Friday, November 21, 2008

Comedian John McKay Moonlighted As A Football Coach For Bucs, Or Vice Versa

(every Friday during the NFL season, OOB will run a nostalgic feature about the Lions' upcoming opponents)



The NFL had a much different way of supplying expansion teams with players in 1976 than they have nowadays. It was much crueler, for one.

Established teams could protect just about anyone they wanted, and the league didn't provide much help in terms of extra draft picks or a more generous stable from which to choose players already playing pro football.

When the Tampa Bay Buccaneers and the Seattle Seahawks entered the NFL in '76, they were left with slim pickings. The dregs of the league was what they had to choose from. Pretty much nothing more than that.

So maybe ownership in Tampa knew that their first head coach had better have a sterling sense of humor, considering the daunting task before him.

Enter John McKay.

They don't make 'em like McKay anymore. Not even close. McKay, from USC, was a stand-up comedian playing a football coach. To be fair, it was more like the other way around, because McKay had some definite success on the campus of Troy before jumping, feet first, into the NFL. Regardless, he was funny. We knew he had a twinkle in his eye and sarcasm and humor in his tone when he was at Southern Cal, but we didn't know the extent of his one-liners until he arrived in Tampa.

It started in his very first team meeting.

"Everyone is picking us to be the worst team in the league," McKay told his players, caught by the NFL Films cameras and microphones. "That means that they're challenging my ability to coach. Now this hurts me. Second worst team, I can take. But not the worst team," he said as his motley crew of unwanteds and vagabonds laughed.

McKay had plenty of comedy material to work with in Tampa. The team was awful, even by expansion standards. They famously lost their first 26 games before winning the final two games of their second season. Not only did they lose, they lost badly. The Bucs couldn't score. Seven points per game was about their quota. Their offense was, by far, the worst in the league and among the very worst in modern NFL history.

So it enabled McKay to get off a bunch of zingers about his team during post-game addresses to the media.

To wit:

"What we needed was Knute Rockne but he's not here."

"We'll come back next week and attempt to get a win in front of our home crowd. We've now proven we can't win on the road OR in front of our home crowd. So what we would like is a neutral site."

"Well, we didn't block. But we made up for it by not tackling."

When asked about his team's execution: "I'm all for it."

On the sidelines: "Half of these guys are brainless. And the other half are gutless."

McKay bounced into Tampa talking about having a five year plan. It sounded good, and the reporters ate it up. But years later, he explained the method behind his madness.

"I had a five year contract," McKay said. "If I had a three-year contract I would have had a three-year plan. So that's how smart I was."

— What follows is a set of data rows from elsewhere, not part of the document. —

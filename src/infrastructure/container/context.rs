//! 显式依赖声明与构造上下文

use super::registration::{erase, unerase, ErasedInstance};
use super::{short_type_name, ContainerError, DiContainer};
use crate::config::ConfigMap;
use std::any::TypeId;
use std::collections::HashMap;
use std::sync::Arc;

type ErasedResolver = fn(&DiContainer) -> Result<ErasedInstance, ContainerError>;

fn resolve_erased<T: ?Sized + Send + Sync + 'static>(
    container: &DiContainer,
) -> Result<ErasedInstance, ContainerError> {
    container.resolve::<T>().map(erase)
}

fn resolve_mockable_erased<T: Default + Send + Sync + 'static>(
    container: &DiContainer,
) -> Result<ErasedInstance, ContainerError> {
    container.resolve_or_mock::<T>().map(erase)
}

/// 单个依赖：参数名 + 类型
#[derive(Clone)]
pub struct DependencySpec {
    pub name: String,
    pub type_name: String,
    pub(crate) type_id: TypeId,
    pub(crate) resolver: ErasedResolver,
}

impl std::fmt::Debug for DependencySpec {
    fn fmt(&self, f: &mut std::fmt::Formatter<'_>) -> std::fmt::Result {
        write!(f, "{}: {}", self.name, self.type_name)
    }
}

/// 按声明顺序保存的依赖列表
#[derive(Debug, Clone, Default)]
pub struct DependencyMap {
    specs: Vec<DependencySpec>,
}

impl DependencyMap {
    pub fn new() -> Self {
        Self::default()
    }

    /// 声明一个依赖，重复的名称会覆盖之前的声明
    pub fn with_dependency<T: ?Sized + Send + Sync + 'static>(self, name: &str) -> Self {
        self.push(name, short_type_name::<T>(), TypeId::of::<T>(), resolve_erased::<T>)
    }

    /// 测试模式下缺失时自动用 `Default` 生成 mock 的依赖
    pub fn with_mockable_dependency<T: Default + Send + Sync + 'static>(self, name: &str) -> Self {
        self.push(
            name,
            short_type_name::<T>(),
            TypeId::of::<T>(),
            resolve_mockable_erased::<T>,
        )
    }

    fn push(mut self, name: &str, type_name: String, type_id: TypeId, resolver: ErasedResolver) -> Self {
        self.specs.retain(|spec| spec.name != name);
        self.specs.push(DependencySpec {
            name: name.to_string(),
            type_name,
            type_id,
            resolver,
        });
        self
    }

    pub fn iter(&self) -> impl Iterator<Item = &DependencySpec> {
        self.specs.iter()
    }

    pub fn names(&self) -> Vec<&str> {
        self.specs.iter().map(|spec| spec.name.as_str()).collect()
    }

    pub fn depends_on<T: ?Sized + 'static>(&self) -> bool {
        let target = TypeId::of::<T>();
        self.specs.iter().any(|spec| spec.type_id == target)
    }

    pub fn len(&self) -> usize {
        self.specs.len()
    }

    pub fn is_empty(&self) -> bool {
        self.specs.is_empty()
    }
}

/// 构造服务时可见的上下文：已解析的依赖和容器设置
pub struct InjectionContext<'a> {
    container: &'a DiContainer,
    service: String,
    values: HashMap<String, ErasedInstance>,
    test_mode: bool,
    config_override: Option<ConfigMap>,
}

impl<'a> InjectionContext<'a> {
    pub(crate) fn new(container: &'a DiContainer, service: String) -> Self {
        Self {
            container,
            service,
            values: HashMap::new(),
            test_mode: container.test_mode(),
            config_override: container.config_override(),
        }
    }

    pub(crate) fn insert(&mut self, name: &str, value: ErasedInstance) {
        self.values.insert(name.to_string(), value);
    }

    /// 取出已解析的依赖
    pub fn get<T: ?Sized + Send + Sync + 'static>(&self, name: &str) -> Result<Arc<T>, ContainerError> {
        let value = self
            .values
            .get(name)
            .ok_or_else(|| ContainerError::MissingDependency {
                service: self.service.clone(),
                dependency: name.to_string(),
            })?;
        unerase::<T>(value)
    }

    pub fn test_mode(&self) -> bool {
        self.test_mode
    }

    pub fn config_override(&self) -> Option<&ConfigMap> {
        self.config_override.as_ref()
    }

    /// 读取容器当前的 verbose 设置
    pub fn verbose(&self) -> bool {
        self.container.verbose()
    }
}

/// 可以由容器构造的类型
///
/// 依赖通过 `dependencies()` 显式声明，构造时从上下文中按名称取出。
pub trait Injectable: Send + Sync + Sized + 'static {
    fn dependencies() -> DependencyMap {
        DependencyMap::new()
    }

    fn construct(ctx: &InjectionContext<'_>) -> Result<Self, ContainerError>;
}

Turns out, that three-year plan would have sufficed, almost. McKay got the Bucs into the NFC Championship game in Year Four, in 1979. They lost to the Los Angeles Rams, 9-0.

Two years later, the Bucs stole the NFC Central from the Lions on the final Sunday of the season, handing them their only home loss of the year.


Yes, that's Wayne Fontes at the edge of this photo!


McKay retired after the 1984 season, and died in June 2001 from diabetes at age 77. His son Rich is currently the president of the Atlanta Falcons.

Oh, and McKay has a Lions connection. One of his loyal assistants at USC came over to the NFL with him and eventually coordinated his defense for the Bucs. That assistant then moved to the Lions in 1985 when Darryl Rogers became head coach.

Yes, John McKay was indirectly responsible for giving us Wayne Fontes.

Wayne wasn't Knute Rockne, either, but his days in Detroit are looking better and better, aren't they?